Your goal:
Retype word for word the lines of the data below, from the first to the one bearing "an API caller.", with that one included.

Provided entries:
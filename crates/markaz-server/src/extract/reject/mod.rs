//! Request extractors that reject with the crate's own error responses.
//!
//! Drop-in replacements for the stock axum extractors. Instead of axum's
//! plain-text rejections, failures surface as [`Error`] values and therefore
//! share the JSON error shape used everywhere else in the API.
//!
//! [`Error`]: crate::handler::Error

pub mod enhanced_json;
pub mod enhanced_path;
pub mod enhanced_query;
pub mod validated_json;

pub use self::enhanced_json::Json;
pub use self::enhanced_path::Path;
pub use self::enhanced_query::Query;
pub use self::validated_json::ValidateJson;

/// Trims a library error message down to one short line for responses.
///
/// Serde errors can span several lines and echo raw input; only the first
/// line is ever useful to an API caller.
pub(crate) fn sanitize_rejection(message: &str) -> String {
    message
        .lines()
        .next()
        .unwrap_or_default()
        .chars()
        .take(160)
        .collect()
}

#[cfg(test)]
mod tests {
    use super::sanitize_rejection;

    #[test]
    fn sanitize_keeps_first_line_only() {
        let sanitized = sanitize_rejection("invalid type: map\nat line 3\ncolumn 7");
        assert_eq!(sanitized, "invalid type: map");
    }

    #[test]
    fn sanitize_caps_length() {
        let sanitized = sanitize_rejection(&"x".repeat(500));
        assert_eq!(sanitized.len(), 160);
    }
}
//! Shared types used across models and queries.

mod constraints;
mod enums;

pub use constraints::ConstraintViolation;
pub use enums::UserRole;
//! Score repository for points awarded to students.

use std::future::Future;

use diesel::prelude::*;
use diesel_async::RunQueryDsl;
use uuid::Uuid;

use crate::model::{NewScore, Score};
use crate::{PgConnection, PgError, PgResult, schema};

/// Repository for score database operations.
pub trait ScoreRepository {
    /// Records a score entry for a student.
    fn record_score(&mut self, new_score: NewScore)
    -> impl Future<Output = PgResult<Score>> + Send;

    /// Lists score records, optionally restricted to a single student.
    ///
    /// Records are ordered by entry date with most recent first.
    fn list_scores(
        &mut self,
        student_id: Option<Uuid>,
    ) -> impl Future<Output = PgResult<Vec<Score>>> + Send;
}

impl ScoreRepository for PgConnection {
    async fn record_score(&mut self, new_score: NewScore) -> PgResult<Score> {
        use schema::scores;

        diesel::insert_into(scores::table)
            .values(&new_score)
            .returning(Score::as_returning())
            .get_result(self)
            .await
            .map_err(PgError::from)
    }

    async fn list_scores(&mut self, student_id: Option<Uuid>) -> PgResult<Vec<Score>> {
        use schema::scores::{self, dsl};

        let mut query = scores::table.into_boxed();

        if let Some(student_id) = student_id {
            query = query.filter(dsl::student_id.eq(student_id));
        }

        query
            .order(dsl::entry_date.desc())
            .select(Score::as_select())
            .load(self)
            .await
            .map_err(PgError::from)
    }
}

Task result:
filename crates/markaz-server/src/extract/reject/mod.rs
//! Request extractors that reject with the crate's own error responses.
//!
//! Drop-in replacements for the stock axum extractors. Instead of axum's
//! plain-text rejections, failures surface as [`Error`] values and therefore
//! share the JSON error shape used everywhere else in the API.
//!
//! [`Error`]: crate::handler::Error

pub mod enhanced_json;
pub mod enhanced_path;
pub mod enhanced_query;
pub mod validated_json;

pub use self::enhanced_json::Json;
pub use self::enhanced_path::Path;
pub use self::enhanced_query::Query;
pub use self::validated_json::ValidateJson;

/// Trims a library error message down to one short line for responses.
///
/// Serde errors can span several lines and echo raw input; only the first
/// line is ever useful to an API caller.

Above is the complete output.